# TASK DESCRIPTION:
Return the lines of the data below exactly. Start at the first and end with the line containing "use argon2::Argon2;".

# STORED DATA:
■ ■ ■

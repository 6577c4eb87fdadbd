//! Password hashing and authenticated session context.
//!
//! # Responsibility
//! - Hash signup passwords with Argon2id into PHC strings.
//! - Verify login attempts against stored hashes.
//! - Carry the authenticated actor explicitly through service calls.
//!
//! # Invariants
//! - Plaintext passwords are never stored or logged.
//! - Each hash carries its own random salt.

use crate::model::user::{User, UserId};
use argon2::password_hash::rand_core::OsRng;
use argon2::password_hash::{PasswordHash, PasswordHasher, PasswordVerifier, SaltString};
use argon2::Argon2;
use std::error::Error;
use std::fmt::{Display, Formatter};

/// Failure inside the hashing backend (not a wrong password).
#[derive(Debug, Clone, PartialEq, Eq)]
pub struct PasswordHashError(String);

impl Display for PasswordHashError {
    fn fmt(&self, f: &mut Formatter<'_>) -> std::fmt::Result {
        write!(f, "password hashing failed: {}", self.0)
    }
}

impl Error for PasswordHashError {}

/// Hashes `password` with Argon2id and a fresh salt.
pub fn hash_password(password: &str) -> Result<String, PasswordHashError> {
    let salt = SaltString::generate(&mut OsRng);
    Argon2::default()
        .hash_password(password.as_bytes(), &salt)
        .map(|hash| hash.to_string())
        .map_err(|err| PasswordHashError(err.to_string()))
}

/// Checks `password` against a stored PHC hash.
///
/// Returns `Ok(false)` on mismatch; errors only for malformed hashes.
pub fn verify_password(password: &str, password_hash: &str) -> Result<bool, PasswordHashError> {
    let parsed = PasswordHash::new(password_hash)
        .map_err(|err| PasswordHashError(format!("invalid stored hash: {err}")))?;

    match Argon2::default().verify_password(password.as_bytes(), &parsed) {
        Ok(()) => Ok(true),
        Err(argon2::password_hash::Error::Password) => Ok(false),
        Err(err) => Err(PasswordHashError(err.to_string())),
    }
}

/// Authenticated actor for post/comment operations.
///
/// Only `UserService::authenticate` hands these out.
#[derive(Debug, Clone, PartialEq, Eq)]
pub struct Session {
    user_id: UserId,
    username: String,
}

impl Session {
    pub(crate) fn for_user(user: &User) -> Self {
        Self {
            user_id: user.id,
            username: user.username.clone(),
        }
    }

    pub fn user_id(&self) -> UserId {
        self.user_id
    }

    pub fn username(&self) -> &str {
        &self.username
    }
}
//! Process-wide logging bootstrap.
//!
//! # Responsibility
//! - Start rolling file logs once per process.
//! - Capture panics as sanitized log events.
//!
//! # Invariants
//! - Repeated init with identical settings is a no-op.
//! - Re-init with a different level or directory is rejected.
//! - Initialization never panics.
//! - Log lines carry ids and statuses only, never passwords or hashes.

use flexi_logger::{
    Cleanup, Criterion, Duplicate, FileSpec, Logger, LoggerHandle, Naming, WriteMode,
};
use log::{error, info};
use once_cell::sync::OnceCell;
use std::error::Error;
use std::fmt::{Display, Formatter};
use std::path::{Path, PathBuf};

const LOG_FILE_BASENAME: &str = "blogdesk";
const MAX_LOG_FILE_SIZE_BYTES: u64 = 5 * 1024 * 1024;
const MAX_LOG_FILES: usize = 3;
const MAX_PANIC_PAYLOAD_CHARS: usize = 160;

static LOGGING_STATE: OnceCell<LoggingState> = OnceCell::new();
static PANIC_HOOK_INSTALLED: OnceCell<()> = OnceCell::new();

struct LoggingState {
    level: &'static str,
    log_dir: PathBuf,
    _logger: LoggerHandle,
}

/// Logging bootstrap failure.
#[derive(Debug)]
pub enum LoggingError {
    UnsupportedLevel(String),
    RelativeLogDir(PathBuf),
    CreateDir {
        path: PathBuf,
        source: std::io::Error,
    },
    Backend(String),
    /// Logging already runs with different settings.
    AlreadyInitialized { active: String, requested: String },
}

impl Display for LoggingError {
    fn fmt(&self, f: &mut Formatter<'_>) -> std::fmt::Result {
        match self {
            Self::UnsupportedLevel(level) => write!(
                f,
                "unsupported log level `{level}`; expected trace|debug|info|warn|error"
            ),
            Self::RelativeLogDir(path) => write!(
                f,
                "log directory must be an absolute path, got `{}`",
                path.display()
            ),
            Self::CreateDir { path, source } => write!(
                f,
                "failed to create log directory `{}`: {source}",
                path.display()
            ),
            Self::Backend(message) => write!(f, "failed to start logger: {message}"),
            Self::AlreadyInitialized { active, requested } => write!(
                f,
                "logging already initialized with `{active}`; refusing to switch to `{requested}`"
            ),
        }
    }
}

impl Error for LoggingError {
    fn source(&self) -> Option<&(dyn Error + 'static)> {
        match self {
            Self::CreateDir { source, .. } => Some(source),
            _ => None,
        }
    }
}

/// Starts file logging at `level` under `log_dir`.
///
/// Errors are also duplicated to stderr so failures stay visible while the
/// interactive shell owns stdout.
///
/// # Errors
/// - `UnsupportedLevel` / `RelativeLogDir` for bad input.
/// - `AlreadyInitialized` when a different configuration is active.
pub fn init_logging(level: &str, log_dir: &Path) -> Result<(), LoggingError> {
    let level = normalize_level(level)?;
    if !log_dir.is_absolute() {
        return Err(LoggingError::RelativeLogDir(log_dir.to_path_buf()));
    }

    if let Some(state) = LOGGING_STATE.get() {
        return ensure_same_config(state, level, log_dir);
    }

    let state = LOGGING_STATE.get_or_try_init(|| start_logger(level, log_dir))?;
    ensure_same_config(state, level, log_dir)
}

/// Returns `(level, log_dir)` when logging is active.
pub fn logging_status() -> Option<(&'static str, PathBuf)> {
    LOGGING_STATE
        .get()
        .map(|state| (state.level, state.log_dir.clone()))
}

/// `debug` in debug builds, `info` in release builds.
pub fn default_log_level() -> &'static str {
    if cfg!(debug_assertions) {
        "debug"
    } else {
        "info"
    }
}

fn start_logger(level: &'static str, log_dir: &Path) -> Result<LoggingState, LoggingError> {
    std::fs::create_dir_all(log_dir).map_err(|source| LoggingError::CreateDir {
        path: log_dir.to_path_buf(),
        source,
    })?;

    let logger = Logger::try_with_str(level)
        .map_err(|err| LoggingError::Backend(err.to_string()))?
        .log_to_file(
            FileSpec::default()
                .directory(log_dir)
                .basename(LOG_FILE_BASENAME),
        )
        .rotate(
            Criterion::Size(MAX_LOG_FILE_SIZE_BYTES),
            Naming::Numbers,
            Cleanup::KeepLogFiles(MAX_LOG_FILES),
        )
        .duplicate_to_stderr(Duplicate::Error)
        .write_mode(WriteMode::BufferAndFlush)
        .append()
        .format_for_files(flexi_logger::detailed_format)
        .start()
        .map_err(|err| LoggingError::Backend(err.to_string()))?;

    install_panic_hook_once();

    info!(
        "event=app_start module=core status=ok platform={} version={} level={} log_dir={}",
        std::env::consts::OS,
        env!("CARGO_PKG_VERSION"),
        level,
        log_dir.display()
    );

    Ok(LoggingState {
        level,
        log_dir: log_dir.to_path_buf(),
        _logger: logger,
    })
}

fn ensure_same_config(
    state: &LoggingState,
    level: &'static str,
    log_dir: &Path,
) -> Result<(), LoggingError> {
    if state.log_dir != log_dir {
        return Err(LoggingError::AlreadyInitialized {
            active: state.log_dir.display().to_string(),
            requested: log_dir.display().to_string(),
        });
    }
    if state.level != level {
        return Err(LoggingError::AlreadyInitialized {
            active: state.level.to_string(),
            requested: level.to_string(),
        });
    }
    Ok(())
}

fn normalize_level(level: &str) -> Result<&'static str, LoggingError> {
    match level.trim().to_ascii_lowercase().as_str() {
        "trace" => Ok("trace"),
        "debug" => Ok("debug"),
        "info" => Ok("info"),
        "warn" | "warning" => Ok("warn"),
        "error" => Ok("error"),
        other => Err(LoggingError::UnsupportedLevel(other.to_string())),
    }
}

fn install_panic_hook_once() {
    if PANIC_HOOK_INSTALLED.get().is_some() {
        return;
    }

    let previous_hook = std::panic::take_hook();
    std::panic::set_hook(Box::new(move |panic_info| {
        // Payload may echo user input; cap and flatten it.
        let location = panic_info
            .location()
            .map(|loc| format!("{}:{}", loc.file(), loc.line()))
            .unwrap_or_else(|| "unknown".to_string());
        let payload = panic_payload_summary(panic_info);
        error!(
            "event=panic_captured module=core status=error location={} payload={}",
            location, payload
        );
        previous_hook(panic_info);
    }));

    let _ = PANIC_HOOK_INSTALLED.set(());
}

fn panic_payload_summary(info: &std::panic::PanicHookInfo<'_>) -> String {
    let payload = if let Some(message) = info.payload().downcast_ref::<&str>() {
        (*message).to_string()
    } else if let Some(message) = info.payload().downcast_ref::<String>() {
        message.clone()
    } else {
        "non-string panic payload".to_string()
    };

    sanitize_message(&payload, MAX_PANIC_PAYLOAD_CHARS)
}

fn sanitize_message(value: &str, max_chars: usize) -> String {
    let normalized = value.replace(['\n', '\r'], " ");
    let mut truncated = normalized.chars().take(max_chars).collect::<String>();
    if normalized.chars().count() > max_chars {
        truncated.push_str("...");
    }
    truncated
}
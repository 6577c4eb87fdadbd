//! Schema readiness checks and row helpers shared by the SQLite repositories.

use super::error::{map_write_error, RepoError, RepoResult};
use crate::db::migrations::latest_version;
use rusqlite::{Connection, Row, Rows};

/// Verifies `conn` is migrated and `table` carries every column in `columns`.
pub(crate) fn ensure_table_ready(
    conn: &Connection,
    table: &'static str,
    columns: &[&'static str],
) -> RepoResult<()> {
    let expected_version = latest_version();
    let actual_version: u32 = conn.query_row("PRAGMA user_version;", [], |row| row.get(0))?;
    if actual_version != expected_version {
        return Err(RepoError::UninitializedConnection {
            expected_version,
            actual_version,
        });
    }

    if !table_exists(conn, table)? {
        return Err(RepoError::MissingRequiredTable(table));
    }

    let present = table_columns(conn, table)?;
    for column in columns {
        if !present.iter().any(|name| name == column) {
            return Err(RepoError::MissingRequiredColumn { table, column });
        }
    }

    Ok(())
}

fn table_exists(conn: &Connection, table: &str) -> RepoResult<bool> {
    let exists: i64 = conn.query_row(
        "SELECT EXISTS(
            SELECT 1
            FROM sqlite_master
            WHERE type = 'table' AND name = ?1
        );",
        [table],
        |row| row.get(0),
    )?;
    Ok(exists == 1)
}

fn table_columns(conn: &Connection, table: &str) -> RepoResult<Vec<String>> {
    let mut stmt = conn.prepare(&format!("PRAGMA table_info({table});"))?;
    let mut rows = stmt.query([])?;
    let mut names = Vec::new();
    while let Some(row) = rows.next()? {
        names.push(row.get(1)?);
    }
    Ok(names)
}

/// Drains `rows` through `parse`.
pub(crate) fn collect_rows<T>(
    rows: &mut Rows<'_>,
    parse: fn(&Row<'_>) -> RepoResult<T>,
) -> RepoResult<Vec<T>> {
    let mut items = Vec::new();
    while let Some(row) = rows.next()? {
        items.push(parse(row)?);
    }
    Ok(items)
}

/// Reads the single row produced by an `INSERT ... RETURNING` statement.
///
/// Steps the statement to completion so the write is finalized before the
/// statement is dropped.
pub(crate) fn returning_row<T>(
    rows: &mut Rows<'_>,
    entity: &str,
    parse: fn(&Row<'_>) -> RepoResult<T>,
) -> RepoResult<T> {
    let item = match rows.next().map_err(map_write_error)? {
        Some(row) => parse(row)?,
        None => {
            return Err(RepoError::InvalidData(format!(
                "insert returned no {entity} row"
            )))
        }
    };
    while rows.next().map_err(map_write_error)?.is_some() {}
    Ok(item)
}

pub(crate) fn parse_flag(row: &Row<'_>, table: &str, column: &str) -> RepoResult<bool> {
    match row.get::<_, i64>(column)? {
        0 => Ok(false),
        1 => Ok(true),
        other => Err(RepoError::InvalidData(format!(
            "invalid flag value `{other}` in {table}.{column}"
        ))),
    }
}

pub(crate) fn bool_to_int(value: bool) -> i64 {
    if value {
        1
    } else {
        0
    }
}
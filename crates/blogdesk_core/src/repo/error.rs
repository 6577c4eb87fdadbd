//! Repository error taxonomy and SQLite failure translation.
//!
//! # Invariants
//! - Unique/primary-key violations always surface as `DuplicateKey`.
//! - Foreign-key violations always surface as `InvalidReference`.
//! - Everything else from SQLite passes through as `Db`.

use crate::db::DbError;
use crate::model::ValidationError;
use rusqlite::{ffi, ErrorCode};
use std::error::Error;
use std::fmt::{Display, Formatter};

pub type RepoResult<T> = Result<T, RepoError>;

const UNIQUE_FAILED_PREFIX: &str = "UNIQUE constraint failed: ";

/// Error returned by every repository operation.
#[derive(Debug)]
pub enum RepoError {
    /// Field set rejected before reaching SQL.
    Validation(ValidationError),
    Db(DbError),
    /// No row matches the requested id or secondary key.
    NotFound { entity: &'static str, key: String },
    /// A unique constraint rejected the write.
    ///
    /// `constraint` lists the violated columns, e.g. `users.email` or
    /// `comments.user_id, comments.post_id`.
    DuplicateKey { constraint: String },
    /// A foreign key points at a row that does not exist.
    InvalidReference(String),
    /// Update statement ran but matched zero rows.
    UpdateFailed { entity: &'static str, id: i64 },
    /// Delete statement ran but matched zero rows.
    DeleteFailed { entity: &'static str, id: i64 },
    /// Connection schema is not at the expected migrated version.
    UninitializedConnection {
        expected_version: u32,
        actual_version: u32,
    },
    MissingRequiredTable(&'static str),
    MissingRequiredColumn {
        table: &'static str,
        column: &'static str,
    },
    /// Persisted row cannot be mapped to the domain model.
    InvalidData(String),
}

impl RepoError {
    pub(crate) fn not_found(entity: &'static str, key: impl Display) -> Self {
        Self::NotFound {
            entity,
            key: key.to_string(),
        }
    }

    /// Returns true when this is a unique violation on exactly `columns`.
    pub fn is_duplicate_of(&self, columns: &str) -> bool {
        matches!(self, Self::DuplicateKey { constraint } if constraint == columns)
    }
}

impl Display for RepoError {
    fn fmt(&self, f: &mut Formatter<'_>) -> std::fmt::Result {
        match self {
            Self::Validation(err) => write!(f, "{err}"),
            Self::Db(err) => write!(f, "{err}"),
            Self::NotFound { entity, key } => write!(f, "{entity} not found: {key}"),
            Self::DuplicateKey { constraint } => {
                write!(f, "record already exists ({constraint})")
            }
            Self::InvalidReference(message) => write!(f, "invalid reference: {message}"),
            Self::UpdateFailed { entity, id } => {
                write!(f, "update failed: no {entity} row with id {id}")
            }
            Self::DeleteFailed { entity, id } => {
                write!(f, "delete failed: no {entity} row with id {id}")
            }
            Self::UninitializedConnection {
                expected_version,
                actual_version,
            } => write!(
                f,
                "repository requires schema version {expected_version}, got {actual_version}"
            ),
            Self::MissingRequiredTable(table) => {
                write!(f, "repository requires table `{table}`")
            }
            Self::MissingRequiredColumn { table, column } => write!(
                f,
                "repository requires column `{column}` in table `{table}`"
            ),
            Self::InvalidData(message) => write!(f, "invalid persisted data: {message}"),
        }
    }
}

impl Error for RepoError {
    fn source(&self) -> Option<&(dyn Error + 'static)> {
        match self {
            Self::Validation(err) => Some(err),
            Self::Db(err) => Some(err),
            _ => None,
        }
    }
}

impl From<ValidationError> for RepoError {
    fn from(value: ValidationError) -> Self {
        Self::Validation(value)
    }
}

impl From<DbError> for RepoError {
    fn from(value: DbError) -> Self {
        Self::Db(value)
    }
}

impl From<rusqlite::Error> for RepoError {
    fn from(value: rusqlite::Error) -> Self {
        Self::Db(DbError::Sqlite(value))
    }
}

/// Maps a failed insert/update into the typed constraint outcome.
pub(crate) fn map_write_error(err: rusqlite::Error) -> RepoError {
    constraint_error(&err).unwrap_or_else(|| err.into())
}

fn constraint_error(err: &rusqlite::Error) -> Option<RepoError> {
    let rusqlite::Error::SqliteFailure(inner, message) = err else {
        return None;
    };
    if inner.code != ErrorCode::ConstraintViolation {
        return None;
    }

    match inner.extended_code {
        ffi::SQLITE_CONSTRAINT_UNIQUE | ffi::SQLITE_CONSTRAINT_PRIMARYKEY => {
            let constraint = message
                .as_deref()
                .map(|text| {
                    text.strip_prefix(UNIQUE_FAILED_PREFIX)
                        .unwrap_or(text)
                        .to_string()
                })
                .unwrap_or_else(|| "unknown".to_string());
            Some(RepoError::DuplicateKey { constraint })
        }
        ffi::SQLITE_CONSTRAINT_FOREIGNKEY => Some(RepoError::InvalidReference(
            message
                .clone()
                .unwrap_or_else(|| "FOREIGN KEY constraint failed".to_string()),
        )),
        _ => None,
    }
}
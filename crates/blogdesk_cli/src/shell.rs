//! Menu-driven console shell over the entity services.
//!
//! # Responsibility
//! - Render menus, collect field input, and print results or one-line errors.
//! - Hold the logged-in `Session` for the posts/comments menus.
//!
//! # Invariants
//! - Menu navigation is an explicit loop; submenus return to their caller.
//! - End of input ends the shell from any prompt.

use blogdesk_core::{
    Comment, CommentDraft, CommentService, Post, PostDraft, PostService, RepoError, ServiceError,
    ServiceResult, Session, SignupRequest, SqliteCommentRepository, SqlitePostRepository,
    SqliteUserRepository, User, UserId, UserService, UserUpdate,
};
use log::{info, warn};
use rusqlite::Connection;
use std::error::Error;
use std::fmt::{Display, Formatter};
use std::io::{self, BufRead, Write};

const RULE: &str =
    "===========================================================================";
const THIN_RULE: &str =
    "---------------------------------------------------------------------------";

const TOP_MENU: &[&str] = &["A. Users", "B. Posts", "C. Comments", "D. Exit"];
const USER_MENU: &[&str] = &[
    "A. See all users",
    "B. Find a user by email",
    "C. Add a new user",
    "D. Update a user",
    "E. Delete a user",
    "F. Back",
];
const POST_MENU: &[&str] = &[
    "A. See all posts",
    "B. See your posts",
    "C. Search a post by title",
    "D. Add a new post",
    "E. Update a post",
    "F. Delete a post",
    "G. Back",
];
const COMMENT_MENU: &[&str] = &[
    "A. See all comments",
    "B. See your comments",
    "C. See comments on a post",
    "D. Add a new comment",
    "E. Update a comment",
    "F. Delete a comment",
    "G. Back",
];

/// Failure that ends the shell.
#[derive(Debug)]
pub enum ShellError {
    /// Repositories could not be bound to the connection.
    Repo(RepoError),
    /// Console read/write failed.
    Io(io::Error),
}

impl Display for ShellError {
    fn fmt(&self, f: &mut Formatter<'_>) -> std::fmt::Result {
        match self {
            Self::Repo(err) => write!(f, "{err}"),
            Self::Io(err) => write!(f, "console i/o failed: {err}"),
        }
    }
}

impl Error for ShellError {
    fn source(&self) -> Option<&(dyn Error + 'static)> {
        match self {
            Self::Repo(err) => Some(err),
            Self::Io(err) => Some(err),
        }
    }
}

impl From<RepoError> for ShellError {
    fn from(value: RepoError) -> Self {
        Self::Repo(value)
    }
}

/// Why a menu loop stopped early.
enum Interrupt {
    Eof,
    Io(io::Error),
}

impl From<io::Error> for Interrupt {
    fn from(value: io::Error) -> Self {
        Self::Io(value)
    }
}

type Step<T> = Result<T, Interrupt>;

/// Interactive shell bound to one connection and one console.
pub struct Shell<'conn, R: BufRead, W: Write> {
    users: UserService<SqliteUserRepository<'conn>>,
    posts: PostService<SqlitePostRepository<'conn>>,
    comments: CommentService<SqliteCommentRepository<'conn>, SqlitePostRepository<'conn>>,
    input: R,
    output: W,
}
//! Service-level error taxonomy shared by all entity services.

use crate::auth::PasswordHashError;
use crate::model::post::PostId;
use crate::model::user::UserId;
use crate::model::ValidationError;
use crate::repo::error::RepoError;
use std::error::Error;
use std::fmt::{Display, Formatter};

pub type ServiceResult<T> = Result<T, ServiceError>;

/// Error returned by entity services.
#[derive(Debug)]
pub enum ServiceError {
    /// Input fields failed validation.
    Validation(ValidationError),
    /// Target row does not exist.
    NotFound { entity: &'static str, key: String },
    /// Another user already registered this email.
    EmailTaken(String),
    /// Another user already registered this username.
    UsernameTaken(String),
    /// A post with this title already exists.
    TitleTaken(String),
    /// The user already commented on this post.
    CommentExists { user_id: UserId, post_id: PostId },
    /// Comment target post does not exist.
    PostNotFound(PostId),
    /// Unknown username or wrong password.
    InvalidCredentials,
    /// Session user does not own the target row.
    NotOwner { entity: &'static str, id: i64 },
    PasswordHash(PasswordHashError),
    /// Any other storage failure, including `UpdateFailed`/`DeleteFailed`.
    Repo(RepoError),
}

impl ServiceError {
    pub fn is_not_found(&self) -> bool {
        matches!(self, Self::NotFound { .. } | Self::PostNotFound(_))
    }
}

impl Display for ServiceError {
    fn fmt(&self, f: &mut Formatter<'_>) -> std::fmt::Result {
        match self {
            Self::Validation(err) => write!(f, "{err}"),
            Self::NotFound { entity, key } => write!(f, "{entity} not found: {key}"),
            Self::EmailTaken(email) => write!(f, "user with email `{email}` already exists"),
            Self::UsernameTaken(username) => {
                write!(f, "user with username `{username}` already exists")
            }
            Self::TitleTaken(title) => write!(f, "a post titled `{title}` already exists"),
            Self::CommentExists { user_id, post_id } => write!(
                f,
                "user {user_id} already commented on post {post_id}"
            ),
            Self::PostNotFound(id) => write!(f, "post not found: id={id}"),
            Self::InvalidCredentials => write!(f, "username or password is incorrect"),
            Self::NotOwner { entity, id } => {
                write!(f, "{entity} {id} belongs to another user")
            }
            Self::PasswordHash(err) => write!(f, "{err}"),
            Self::Repo(err) => write!(f, "{err}"),
        }
    }
}

impl Error for ServiceError {
    fn source(&self) -> Option<&(dyn Error + 'static)> {
        match self {
            Self::Validation(err) => Some(err),
            Self::PasswordHash(err) => Some(err),
            Self::Repo(err) => Some(err),
            _ => None,
        }
    }
}

impl From<RepoError> for ServiceError {
    fn from(value: RepoError) -> Self {
        match value {
            RepoError::NotFound { entity, key } => Self::NotFound { entity, key },
            RepoError::Validation(err) => Self::Validation(err),
            other => Self::Repo(other),
        }
    }
}

impl From<ValidationError> for ServiceError {
    fn from(value: ValidationError) -> Self {
        Self::Validation(value)
    }
}

impl From<PasswordHashError> for ServiceError {
    fn from(value: PasswordHashError) -> Self {
        Self::PasswordHash(value)
    }
}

■ ■ ■

# SOLUTION BELOW:
repository 6577c4eb87fdadbd
//! Password hashing and authenticated session context.
//!
//! # Responsibility
//! - Hash signup passwords with Argon2id into PHC strings.
//! - Verify login attempts against stored hashes.
//! - Carry the authenticated actor explicitly through service calls.
//!
//! # Invariants
//! - Plaintext passwords are never stored or logged.
//! - Each hash carries its own random salt.

use crate::model::user::{User, UserId};
use argon2::password_hash::rand_core::OsRng;
use argon2::password_hash::{PasswordHash, PasswordHasher, PasswordVerifier, SaltString};
use argon2::Argon2;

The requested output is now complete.